The amendment to Article 23 enlarged the membership of the Security Council from eleven to fifteen.

The amended Article 27 provides that decisions of the Security Council on procedural matters shall be made by an affirmative vote of nine members (formerly seven) and on all other matters by an affirmative vote of nine members (formerly seven), including the concurring votes of the five permanent members of the Security Council.

The first amendment to Article 61 enlarged the membership of the Economic and Social Council from eighteen to twenty‑seven.

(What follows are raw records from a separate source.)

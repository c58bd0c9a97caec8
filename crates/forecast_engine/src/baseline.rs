//! Baseline estimation: per-region trend plus seasonal offsets.
//!
//! For each region the estimator fits an ordinary least-squares trend
//! over the historical price and demand series (hours since the
//! region's first observation as the regressor) and adds seasonal
//! offsets computed as the mean residual per (hour-of-day, day-of-week)
//! bucket. Buckets with no observations fall back to the regional mean
//! residual, which is 0 when the region has no residuals at all.
//!
//! The fitted model is projected forward over the forecast horizon,
//! starting one hour after the latest timestamp observed anywhere in
//! the dataset so all regions share the same forecast grid.

use chrono::{DateTime, Datelike, Duration, Timelike, Utc};
use thiserror::Error;
use tracing::debug;

use forecast_core::types::{ForecastRow, MarketDataset, MarketRecord, Region};

/// Number of (hour-of-day, day-of-week) seasonal buckets.
const SEASONAL_BUCKETS: usize = 24 * 7;

/// Errors from baseline estimation.
#[derive(Error, Debug, Clone, PartialEq, Eq)]
pub enum EstimatorError {
    /// A region has too little history to fit a meaningful model.
    ///
    /// Estimator errors are fatal for the whole run: a silently
    /// shrunken forecast set must never reach downstream reporting.
    #[error(
        "Insufficient history for region {region}: {observed} hourly observations, need at least {required}"
    )]
    InsufficientHistory {
        /// Region that failed the threshold.
        region: Region,
        /// Observations actually present.
        observed: usize,
        /// Configured minimum.
        required: usize,
    },
}

/// Seasonal bucket index for a timestamp: `weekday * 24 + hour`.
#[inline]
fn seasonal_bucket(ts: DateTime<Utc>) -> usize {
    ts.weekday().num_days_from_monday() as usize * 24 + ts.hour() as usize
}

/// OLS trend with hour-of-week seasonal offsets for one series.
#[derive(Debug, Clone)]
struct SeriesModel {
    /// Regressor origin: the region's first observation.
    origin: DateTime<Utc>,
    intercept: f64,
    slope: f64,
    seasonal: Vec<f64>,
}

impl SeriesModel {
    fn fit(records: &[MarketRecord], value: impl Fn(&MarketRecord) -> f64) -> Self {
        let origin = records[0].timestamp;
        let n = records.len() as f64;
        let xs: Vec<f64> = records
            .iter()
            .map(|r| hours_since(origin, r.timestamp))
            .collect();
        let ys: Vec<f64> = records.iter().map(&value).collect();

        let mean_x = xs.iter().sum::<f64>() / n;
        let mean_y = ys.iter().sum::<f64>() / n;
        let mut var = 0.0;
        let mut cov = 0.0;
        for (x, y) in xs.iter().zip(&ys) {
            var += (x - mean_x) * (x - mean_x);
            cov += (x - mean_x) * (y - mean_y);
        }
        // A constant regressor cannot occur with unique hourly keys,
        // but a flat series still needs a defined slope.
        let slope = if var > 0.0 { cov / var } else { 0.0 };
        let intercept = mean_y - slope * mean_x;

        let mut bucket_sum = vec![0.0; SEASONAL_BUCKETS];
        let mut bucket_count = vec![0usize; SEASONAL_BUCKETS];
        let mut residual_sum = 0.0;
        for (record, (x, y)) in records.iter().zip(xs.iter().zip(&ys)) {
            let residual = y - (intercept + slope * x);
            let bucket = seasonal_bucket(record.timestamp);
            bucket_sum[bucket] += residual;
            bucket_count[bucket] += 1;
            residual_sum += residual;
        }
        let mean_residual = residual_sum / n;
        let seasonal = bucket_sum
            .iter()
            .zip(&bucket_count)
            .map(|(sum, count)| {
                if *count > 0 {
                    sum / *count as f64
                } else {
                    mean_residual
                }
            })
            .collect();

        Self {
            origin,
            intercept,
            slope,
            seasonal,
        }
    }

    fn predict(&self, ts: DateTime<Utc>) -> f64 {
        let x = hours_since(self.origin, ts);
        self.intercept + self.slope * x + self.seasonal[seasonal_bucket(ts)]
    }
}

#[inline]
fn hours_since(origin: DateTime<Utc>, ts: DateTime<Utc>) -> f64 {
    (ts - origin).num_seconds() as f64 / 3600.0
}

/// Fits per-region models and projects them over the horizon.
///
/// Returns one [`ForecastRow`] per `(region, timestamp)` in the
/// horizon, sorted by `(region, timestamp)`. Baseline demand is floored
/// at 0; baseline price follows the fitted model unclamped.
///
/// # Errors
///
/// [`EstimatorError::InsufficientHistory`] if any region has fewer than
/// `min_history_hours` observations. The error names the region and the
/// whole run aborts — there is no per-region partial output.
pub fn estimate_baseline(
    dataset: &MarketDataset,
    horizon_hours: u32,
    min_history_hours: u32,
) -> Result<Vec<ForecastRow>, EstimatorError> {
    // The loader rejects empty datasets, so the latest timestamp exists
    // whenever this is reachable; an empty dataset yields no rows.
    let Some(latest) = dataset.latest_timestamp() else {
        return Ok(Vec::new());
    };
    let start = latest + Duration::hours(1);

    let mut rows = Vec::with_capacity(dataset.regions().len() * horizon_hours as usize);
    for region in dataset.regions() {
        let history = dataset.region_records(&region);
        if history.len() < min_history_hours as usize {
            return Err(EstimatorError::InsufficientHistory {
                region,
                observed: history.len(),
                required: min_history_hours as usize,
            });
        }

        let price_model = SeriesModel::fit(history, |r| r.price);
        let demand_model = SeriesModel::fit(history, |r| r.demand);
        debug!(
            region = %region,
            observations = history.len(),
            price_slope = price_model.slope,
            demand_slope = demand_model.slope,
            "fitted baseline model"
        );

        for step in 0..horizon_hours {
            let ts = start + Duration::hours(i64::from(step));
            rows.push(ForecastRow {
                timestamp: ts,
                region: region.clone(),
                forecast_price: price_model.predict(ts),
                forecast_demand: demand_model.predict(ts).max(0.0),
            });
        }
    }
    Ok(rows)
}

#[cfg(test)]
mod tests {
    use super::*;
    use approx::assert_relative_eq;
    use chrono::TimeZone;
    use forecast_core::types::MarketRecord;

    fn history(
        region: &str,
        hours: usize,
        price: impl Fn(usize) -> f64,
        demand: impl Fn(usize) -> f64,
    ) -> Vec<MarketRecord> {
        let start = Utc.with_ymd_and_hms(2024, 1, 1, 0, 0, 0).unwrap();
        (0..hours)
            .map(|i| MarketRecord {
                timestamp: start + Duration::hours(i as i64),
                region: Region::new(region).unwrap(),
                price: price(i),
                demand: demand(i),
                temperature: None,
                solar_irradiance: None,
                wind_speed: None,
            })
            .collect()
    }

    fn dataset(mut records: Vec<MarketRecord>) -> MarketDataset {
        records.sort_by(|a, b| {
            (a.region.as_str(), a.timestamp).cmp(&(b.region.as_str(), b.timestamp))
        });
        MarketDataset::from_sorted_records(records)
    }

    #[test]
    fn test_linear_series_extrapolates_exactly() {
        // Pure trend, no seasonality: residuals vanish and the forecast
        // continues the line.
        let ds = dataset(history("NORTH", 336, |i| 10.0 + 0.5 * i as f64, |_| 7000.0));
        let rows = estimate_baseline(&ds, 24, 336).unwrap();
        assert_eq!(rows.len(), 24);
        for (step, row) in rows.iter().enumerate() {
            let expected = 10.0 + 0.5 * (336 + step) as f64;
            assert_relative_eq!(row.forecast_price, expected, epsilon = 1e-6);
            assert_relative_eq!(row.forecast_demand, 7000.0, epsilon = 1e-6);
        }
    }

    #[test]
    fn test_horizon_grid_starts_after_latest_observation() {
        let ds = dataset(history("NORTH", 336, |_| 50.0, |_| 7000.0));
        let rows = estimate_baseline(&ds, 4, 336).unwrap();
        let expected_start =
            Utc.with_ymd_and_hms(2024, 1, 1, 0, 0, 0).unwrap() + Duration::hours(336);
        assert_eq!(rows[0].timestamp, expected_start);
        assert_eq!(rows[3].timestamp, expected_start + Duration::hours(3));
    }

    #[test]
    fn test_daily_seasonality_recovered() {
        // Flat trend with a +20 bump at hour 12 every day.
        let ds = dataset(history(
            "NORTH",
            336,
            |i| if i % 24 == 12 { 70.0 } else { 50.0 },
            |_| 7000.0,
        ));
        let rows = estimate_baseline(&ds, 24, 336).unwrap();
        let noon = rows.iter().find(|r| r.timestamp.hour() == 12).unwrap();
        let midnight = rows.iter().find(|r| r.timestamp.hour() == 0).unwrap();
        assert!(
            noon.forecast_price > midnight.forecast_price + 15.0,
            "noon {} vs midnight {}",
            noon.forecast_price,
            midnight.forecast_price
        );
    }

    #[test]
    fn test_insufficient_history_names_region() {
        // Three days of hourly data, two-week threshold.
        let mut records = history("NORTH", 336, |_| 50.0, |_| 7000.0);
        records.extend(history("SPARSE", 72, |_| 40.0, |_| 5000.0));
        let ds = dataset(records);
        let err = estimate_baseline(&ds, 24, 336).unwrap_err();
        match err {
            EstimatorError::InsufficientHistory {
                region,
                observed,
                required,
            } => {
                assert_eq!(region.as_str(), "SPARSE");
                assert_eq!(observed, 72);
                assert_eq!(required, 336);
            }
        }
    }

    #[test]
    fn test_demand_floored_at_zero() {
        // Steeply falling demand extrapolates below zero without the floor.
        let ds = dataset(history(
            "NORTH",
            336,
            |_| 50.0,
            |i| (1000.0 - 5.0 * i as f64).max(0.0),
        ));
        let rows = estimate_baseline(&ds, 168, 336).unwrap();
        assert!(rows.iter().all(|r| r.forecast_demand >= 0.0));
        assert!(rows.iter().any(|r| r.forecast_demand == 0.0));
    }

    #[test]
    fn test_empty_bucket_falls_back_to_mean_residual() {
        // 72 hours covers only 3 of 7 weekdays; the untouched buckets
        // must still produce finite forecasts via the fallback.
        let ds = dataset(history("NORTH", 72, |i| 50.0 + (i % 24) as f64, |_| 7000.0));
        let rows = estimate_baseline(&ds, 168, 48).unwrap();
        assert_eq!(rows.len(), 168);
        assert!(rows.iter().all(|r| r.forecast_price.is_finite()));
    }

    #[test]
    fn test_rows_sorted_by_region_then_timestamp() {
        let mut records = history("SOUTH", 336, |_| 40.0, |_| 5000.0);
        records.extend(history("NORTH", 336, |_| 50.0, |_| 7000.0));
        let ds = dataset(records);
        let rows = estimate_baseline(&ds, 24, 336).unwrap();
        assert_eq!(rows.len(), 48);
        let keys: Vec<_> = rows
            .iter()
            .map(|r| (r.region.as_str().to_string(), r.timestamp))
            .collect();
        let mut sorted = keys.clone();
        sorted.sort();
        assert_eq!(keys, sorted);
    }
}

The further amendment to Article 61 enlarged the membership of the Economic and Social Council to fifty‑four members.

The amendment to Article 109 provides that a General Conference of Member States for the purpose of reviewing the Charter may be held at a date and place to be fixed by a two‑thirds vote of the members of the General Assembly and by a vote of any nine members (formerly seven) of the Security Council.

Note 3

The Schedule—Poland, which signed the Charter on 15 October 1945 (being a date subsequent to the date on which the Charter of the United Nations Act 1945 received the Royal Assent), is also an original member.


Table A

Application, saving or transitional provisions

International Trade Integrity Act 2007 (No. 147, 2007)

Schedule 1

7  Application

Section 13A of the Charter of the United Nations Act 1945, as in force after the commencement of this item, applies in relation to a relevant authorisation granted in respect of an application made on or after that commencement.

25  Application

Section 22B of the Charter of the United Nations Act 1945, as in force after the commencement of this item, applies in relation to a notice made in respect of an application made on or after that commencement.

 

National Security Legislation Amendment Act 2010 (No. 127, 2010)

Schedule 7

4  Transitional—listings under section 15 of the Charter of the United Nations Act 1945

A listing that was made under subsection 15(1) or (3) of the Charter of the United Nations Act 1945 and that was in force immediately before the commencement of this item has effect, after that commencement, as if:

                     (a)  it had been made under that subsection as amended by this Act; and

                     (b)  for the purposes only of section 15A of that Act, it had been made immediately after that commencement.